Allow me to translate this cryptic question a bit. The new member has two partitions on their computer's hard drive. Partition C has Windows XP Home Edition. Partition D is empty. The new member is considering installing Linspire Linux to this empty drive, but is a bit apprehensive.
I answered this question with the following advice which I believe is a very good approach in easing your way into using, and understanding, Linux. Even though I was speaking about Linspire Linux, this can be applied to any Linux distribution.
"About 2 years ago, I was in the exact same place you are right now. In fact, it's safe to say that many on this forum were in a similar situation to your own. So, rest assured, folks understand. And with that understanding, comes a great deal of help from the folks up here.

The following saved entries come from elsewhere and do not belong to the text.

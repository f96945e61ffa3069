//! # Prometheus Task Queue
//!
//! A bounded-concurrency task queue: submit asynchronous work, run at most
//! `capacity` units of it at a time, and get each unit's result back through
//! its own handle.
//!
//! ## How it works
//!
//! - **Backlog**: submitted work waits in strict FIFO order.
//! - **Admission**: a task is admitted whenever a slot is free; the
//!   check-and-increment of the running count happens under one lock.
//! - **Cascade**: every completion, success or failure, releases its slot and
//!   admits the next backlogged task. No polling is involved.
//! - **Handles**: each submission returns a [`TaskHandle`](crate::core::TaskHandle)
//!   that resolves to the work's `Result<T, E>` exactly once.
//! - **Clear**: [`Scheduler::clear`](crate::core::Scheduler::clear) drops the backlog
//!   and resets the running count. Handles of dropped tasks never settle.
//!
//! ```rust,ignore
//! use prometheus_task_queue::core::Scheduler;
//! use std::time::Duration;
//!
//! let scheduler = Scheduler::new(2)?;
//!
//! let handles: Vec<_> = ["a", "b", "c"]
//!     .into_iter()
//!     .map(|label| {
//!         scheduler.submit(move || async move {
//!             tokio::time::sleep(Duration::from_millis(100)).await;
//!             Ok::<_, std::io::Error>(label)
//!         })
//!     })
//!     .collect();
//!
//! // "a" and "b" run immediately, "c" once either finishes.
//! for handle in handles {
//!     println!("{}", handle.await?);
//! }
//! ```
//!
//! For complete examples, see `tests/scheduler_test.rs`.

#![deny(missing_docs)]
#![deny(unsafe_code)]
#![warn(clippy::all)]
#![warn(clippy::pedantic)]
#![warn(clippy::nursery)]

/// Core scheduling abstractions and capacity accounting.
pub mod core;
/// Configuration models for schedulers.
pub mod config;
/// Builders to construct schedulers from configuration.
pub mod builders;
/// Runtime adapters that execute admitted work.
pub mod runtime;
/// Shared utilities.
pub mod util;
//! Bounded-concurrency scheduler and the spawn abstraction it runs on.

use std::collections::VecDeque;
use std::future::Future;
use std::panic::{self, AssertUnwindSafe};
use std::sync::atomic::{AtomicU64, Ordering};
use std::sync::Arc;

use parking_lot::Mutex;
use tracing::{debug, info, trace, warn};

use super::audit::{build_audit_event, AuditSink};
use super::job::Job;
use super::stats::{SchedulerCounters, SchedulerStats};
use super::task::{PendingTask, TaskHandle};
use super::SchedulerError;
use crate::runtime::TokioSpawner;
use crate::util::serde::{TaskAction, TaskId};

/// Name given to schedulers built without an explicit one.
pub const DEFAULT_SCHEDULER_NAME: &str = "default";

/// Abstraction for spawning task execution on a runtime.
pub trait Spawn {
    /// Spawn a detached future.
    fn spawn<F>(&self, fut: F)
    where
        F: Future<Output = ()> + Send + 'static;
}

/// Bookkeeping guarded by the scheduler mutex.
struct SchedulerState {
    /// Tasks admitted in the current epoch that have not finished yet.
    running: usize,
    /// Bumped by `clear`; completions from older epochs leave `running` alone.
    epoch: u64,
    backlog: VecDeque<PendingTask>,
}

/// State shared between scheduler clones and in-flight task futures.
struct Shared {
    name: String,
    capacity: usize,
    state: Mutex<SchedulerState>,
    counters: SchedulerCounters,
    next_task_id: AtomicU64,
    audit: Option<Arc<dyn AuditSink>>,
}

impl Shared {
    /// Hand an event to the audit sink. A panicking sink loses the event but
    /// never unwinds into admission or slot bookkeeping.
    fn record(&self, task_id: Option<TaskId>, action: TaskAction, detail: Option<String>) {
        let Some(sink) = &self.audit else {
            return;
        };
        let event = build_audit_event(self.name.as_str(), task_id, action, detail);
        if panic::catch_unwind(AssertUnwindSafe(|| sink.record(event))).is_err() {
            warn!(scheduler = %self.name, ?task_id, %action, "audit sink panicked; event dropped");
        }
    }
}

/// Capacity slot held by an admitted task.
///
/// Released explicitly once the task finishes, or on drop if the runtime
/// discards the task future first.
struct Slot {
    shared: Arc<Shared>,
    task_id: TaskId,
    epoch: u64,
    held: bool,
}

impl Slot {
    fn release(&mut self) {
        if !std::mem::take(&mut self.held) {
            return;
        }
        let mut state = self.shared.state.lock();
        if state.epoch == self.epoch {
            debug_assert!(state.running > 0, "running count underflow");
            state.running = state.running.saturating_sub(1);
        } else {
            trace!(task_id = self.task_id, "completion from a cleared epoch");
        }
    }
}

impl Drop for Slot {
    fn drop(&mut self) {
        if self.held {
            warn!(
                scheduler = %self.shared.name,
                task_id = self.task_id,
                "task dropped by its runtime before completing; releasing slot"
            );
            self.release();
        }
    }
}

/// Queue that runs at most `capacity` submitted tasks at a time.
///
/// Submitted work waits in a FIFO backlog and is admitted as soon as a slot is
/// free. Every completion, successful or not, releases its slot and admits the
/// next backlogged task, so the backlog drains without any polling.
///
/// Cloning is cheap; all clones drive the same backlog.
///
/// ```rust,ignore
/// use prometheus_task_queue::core::Scheduler;
///
/// let scheduler = Scheduler::new(2)?;
/// let a = scheduler.submit(|| async { Ok::<_, std::io::Error>("a") });
/// let b = scheduler.submit(|| async { Ok::<_, std::io::Error>("b") });
/// assert_eq!(a.await?, "a");
/// assert_eq!(b.await?, "b");
/// ```
pub struct Scheduler<S = TokioSpawner> {
    shared: Arc<Shared>,
    spawner: S,
}

impl<S: Clone> Clone for Scheduler<S> {
    fn clone(&self) -> Self {
        Self {
            shared: Arc::clone(&self.shared),
            spawner: self.spawner.clone(),
        }
    }
}

impl Scheduler<TokioSpawner> {
    /// Create a scheduler that spawns work on the current tokio runtime.
    ///
    /// # Errors
    ///
    /// Returns `SchedulerError::InvalidCapacity` if `capacity` is zero and
    /// `SchedulerError::RuntimeUnavailable` when called outside a runtime.
    pub fn new(capacity: usize) -> Result<Self, SchedulerError> {
        Self::with_spawner(capacity, TokioSpawner::current()?)
    }
}

impl<S> Scheduler<S>
where
    S: Spawn + Clone + Send + Sync + 'static,
{
    /// Create a scheduler on a custom spawner.
    ///
    /// # Errors
    ///
    /// Returns `SchedulerError::InvalidCapacity` if `capacity` is zero.
    pub fn with_spawner(capacity: usize, spawner: S) -> Result<Self, SchedulerError> {
        Self::from_parts(DEFAULT_SCHEDULER_NAME.to_string(), capacity, spawner, None)
    }

    pub(crate) fn from_parts(
        name: String,
        capacity: usize,
        spawner: S,
        audit: Option<Arc<dyn AuditSink>>,
    ) -> Result<Self, SchedulerError> {
        if capacity == 0 {
            return Err(SchedulerError::InvalidCapacity(capacity));
        }
        info!(scheduler = %name, capacity, "scheduler initialized");
        Ok(Self {
            shared: Arc::new(Shared {
                name,
                capacity,
                state: Mutex::new(SchedulerState {
                    running: 0,
                    epoch: 0,
                    backlog: VecDeque::new(),
                }),
                counters: SchedulerCounters::default(),
                next_task_id: AtomicU64::new(0),
                audit,
            }),
            spawner,
        })
    }

    /// Submit a unit of work.
    ///
    /// The work is appended to the backlog and admitted right away if a slot
    /// is free. This never blocks; only awaiting the returned handle does.
    /// Work may submit further work to the same scheduler.
    pub fn submit<F, Fut, T, E>(&self, work: F) -> TaskHandle<T, E>
    where
        F: FnOnce() -> Fut + Send + 'static,
        Fut: Future<Output = Result<T, E>> + Send + 'static,
        T: Send + 'static,
        E: Send + 'static,
    {
        let id = self.shared.next_task_id.fetch_add(1, Ordering::Relaxed);
        let (pending, handle) = PendingTask::new(id, work);
        self.shared.counters.submitted.fetch_add(1, Ordering::Relaxed);
        self.shared.record(Some(id), TaskAction::Submit, None);

        let backlog = {
            let mut state = self.shared.state.lock();
            state.backlog.push_back(pending);
            state.backlog.len()
        };
        debug!(scheduler = %self.shared.name, task_id = id, backlog, "task submitted");

        Self::try_admit(&self.shared, &self.spawner);
        handle
    }

    /// Submit a [`Job`].
    pub fn submit_job<J: Job>(&self, job: J) -> TaskHandle<J::Output, J::Error> {
        self.submit(move || job.run())
    }

    /// Discard the backlog and reset the running count to zero.
    ///
    /// Returns the number of discarded tasks. Their handles never settle:
    /// awaiting one waits forever (see [`TaskHandle::outcome`] for a way to
    /// observe this). Tasks already running are neither cancelled nor awaited;
    /// they finish normally and settle their handles, but no longer count
    /// against capacity, so for a while they may run alongside up to
    /// `capacity` newly admitted tasks.
    pub fn clear(&self) -> usize {
        let (discarded, in_flight) = {
            let mut state = self.shared.state.lock();
            let in_flight = state.running;
            state.running = 0;
            state.epoch += 1;
            (std::mem::take(&mut state.backlog), in_flight)
        };
        let count = discarded.len();
        // Dropped outside the lock: user closures may touch the scheduler on drop.
        drop(discarded);

        self.shared
            .counters
            .abandoned
            .fetch_add(count as u64, Ordering::Relaxed);
        self.shared.record(
            None,
            TaskAction::Clear,
            Some(format!("abandoned={count} detached={in_flight}")),
        );
        if count > 0 {
            warn!(
                scheduler = %self.shared.name,
                abandoned = count,
                detached = in_flight,
                "backlog cleared; abandoned handles will never settle"
            );
        } else {
            info!(scheduler = %self.shared.name, detached = in_flight, "backlog cleared");
        }
        count
    }

    /// Admit backlogged tasks until capacity is saturated or the backlog is
    /// empty. A no-op in either of those states.
    fn try_admit(shared: &Arc<Shared>, spawner: &S) {
        loop {
            let (task, epoch, running) = {
                let mut state = shared.state.lock();
                if state.running >= shared.capacity {
                    trace!(scheduler = %shared.name, "capacity saturated");
                    return;
                }
                let Some(task) = state.backlog.pop_front() else {
                    trace!(scheduler = %shared.name, "backlog empty");
                    return;
                };
                state.running += 1;
                (task, state.epoch, state.running)
            };

            debug!(scheduler = %shared.name, task_id = task.id, running, "task admitted");
            shared.record(Some(task.id), TaskAction::Start, None);
            Self::spawn_task(shared, spawner, task, epoch);
        }
    }

    /// Run an admitted task, then release its slot and cascade admission.
    ///
    /// A future dropped unpolled or mid-run still gives its slot back, but
    /// does not cascade: the next submission or completion admits instead.
    fn spawn_task(shared: &Arc<Shared>, spawner: &S, task: PendingTask, epoch: u64) {
        let next_spawner = spawner.clone();
        let task_id = task.id;
        let run = task.start();
        let slot = Slot {
            shared: Arc::clone(shared),
            task_id,
            epoch,
            held: true,
        };

        spawner.spawn(async move {
            let mut slot = slot;
            let action = run.await;
            let shared = Arc::clone(&slot.shared);

            let counter = match action {
                TaskAction::Fail => &shared.counters.failed,
                TaskAction::Panic => &shared.counters.panicked,
                _ => &shared.counters.succeeded,
            };
            counter.fetch_add(1, Ordering::Relaxed);
            shared.record(Some(task_id), action, None);
            slot.release();

            match action {
                TaskAction::Panic => warn!(scheduler = %shared.name, task_id, "task panicked"),
                _ => debug!(scheduler = %shared.name, task_id, outcome = %action, "task finished"),
            }

            Self::try_admit(&shared, &next_spawner);
        });
    }
}

impl<S> Scheduler<S> {
    /// Scheduler name used in logs and audit events.
    #[must_use]
    pub fn name(&self) -> &str {
        &self.shared.name
    }

    /// Maximum number of concurrently running tasks.
    #[must_use]
    pub fn capacity(&self) -> usize {
        self.shared.capacity
    }

    /// Tasks currently counted as running.
    #[must_use]
    pub fn running(&self) -> usize {
        self.shared.state.lock().running
    }

    /// Tasks waiting for admission.
    #[must_use]
    pub fn backlog_len(&self) -> usize {
        self.shared.state.lock().backlog.len()
    }

    /// True when nothing is running and nothing is waiting.
    #[must_use]
    pub fn is_idle(&self) -> bool {
        let state = self.shared.state.lock();
        state.running == 0 && state.backlog.is_empty()
    }

    /// Snapshot of gauges and lifetime counters.
    #[must_use]
    pub fn stats(&self) -> SchedulerStats {
        let (running, backlog) = {
            let state = self.shared.state.lock();
            (state.running, state.backlog.len())
        };
        self.shared
            .counters
            .snapshot(self.shared.capacity, running, backlog)
    }
}

impl<S> std::fmt::Debug for Scheduler<S> {
    fn fmt(&self, f: &mut std::fmt::Formatter<'_>) -> std::fmt::Result {
        f.debug_struct("Scheduler")
            .field("name", &self.shared.name)
            .field("capacity", &self.shared.capacity)
            .finish_non_exhaustive()
    }
}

As was pointed out, be verbose, detailed and as exact as possible with any challenges that may come your way.
I call them 'challenges" and not "problems." The difference being, all that is required is a bit of understanding as to the inner workings of Linux. Once you have this knowledge, even a little bit here and there, you can move forward and get your system running properly. Problems only tend to happen to Windows systems.
First things first. Absolutely, run the Live CD. That's exactly what I did at first. I recommend you run the Linspire Linux Live CD for a good month or so. Don't even boot into Windows. Run the Live CD and try EVERYTHING Linspire has to offer. Browse the Internet, configure the email program, play a music file, plug in your flash drive, etc. Get comfortable with Linspire. Make sure your hardware works with Linspire. As issues come up, you can log on to this forum and ask questions. Get as much a background as you can, so once you make that dual boot install, you'll know what to expect and how to react.
Having said all this, if/when you do go for a dual boot install, make sure to do a complete backup of your hard drive. You probably have files that are pretty important. Back those up on a flash drive or USB Hard Drive.
Once you become comfortable with Linspire and understand how things are set up and work, THEN do the dual boot install. And, the installation process is quite easy.
If, for whatever reason, Linspire fails to work on your existing system from the Live CD, then I recommend you purchase a brand new box with Linspire pre-installed. Because, believe it or not, once you run Linspire, you're going to want to buy a new system anyhow. That's what I ended up doing after my dual boot install. Linspire is that good.
This is the same advice I tell folks today. Get that Linux distro from distrowatch.com. Download and burn the .iso file to a CD. Run the Live CD as much as possible. Become familiar with Linux. Join a Linux forum and ASK LOTS OF QUESTIONS. Simply tell the members that you're a new user and want to move to Linux. Believe me, they will help you every step of the way. (The Linux community is incredibly generous with their time, knowledge, and help). And the move is not as difficult as you think. It's quite easy.
And finally, once you do install that Linux distro to your computer, you're certainly going to start looking at buying a new Linux system. Because, now that you have a cutting edge operating system (free from windows viruses, and spy ware), other members of the family will want one, too!